ACTIVITY:
Every line below that contains "ingredients" is to be copied.

● ● ● ● ●

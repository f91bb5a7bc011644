use std::collections::HashMap;

use serde_json::Value;

use super::error::TypeError;

pub type FormData = HashMap<String, Value>;

/// Loosely typed request body. Every getter distinguishes a missing key
/// (`Ok(None)`) from a present key of the wrong shape (`Err`).
pub struct Form {
    inner: HashMap<String, Value>,
}

impl Form {
    pub fn from_data(data: FormData) -> Self {
        Self { inner: data }
    }

    pub fn get_str(&self, key: &str) -> Result<Option<String>, TypeError> {
        match self.inner.get(key) {
            None | Some(Value::Null) => Ok(None),
            Some(Value::String(v)) => Ok(Some(v.to_owned())),
            Some(_) => Err(TypeError::new("Expected a string")),
        }
    }

    pub fn get_integer(&self, key: &str) -> Result<Option<i64>, TypeError> {
        match self.inner.get(key) {
            None | Some(Value::Null) => Ok(None),
            Some(value) => integer(value).map(Some),
        }
    }

    pub fn get_list(&self, key: &str) -> Result<Option<&[Value]>, TypeError> {
        match self.inner.get(key) {
            None | Some(Value::Null) => Ok(None),
            Some(Value::Array(items)) => Ok(Some(items.as_slice())),
            Some(_) => Err(TypeError::new("Expected a list of items")),
        }
    }
}

impl From<FormData> for Form {
    fn from(value: FormData) -> Self {
        Self::from_data(value)
    }
}

pub fn integer(value: &Value) -> Result<i64, TypeError> {
    match value {
        Value::Number(n) => n
            .as_i64()
            .ok_or_else(|| TypeError::new("A valid integer is required")),
        Value::String(s) => s
            .trim()
            .parse()
            .map_err(|_e| TypeError::new("A valid integer is required")),
        _ => Err(TypeError::new("A valid integer is required")),
    }
}
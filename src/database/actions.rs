mod ingredients;
mod recipe_lists;
mod recipes;
mod subscriptions;
mod tags;
mod users;

pub use ingredients::*;
pub use recipe_lists::*;
pub use recipes::*;
pub use subscriptions::*;
pub use tags::*;
pub use users::*;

● ● ● ● ●

SOLUTION TO THE PROBLEM:
mod ingredients;
pub use ingredients::*;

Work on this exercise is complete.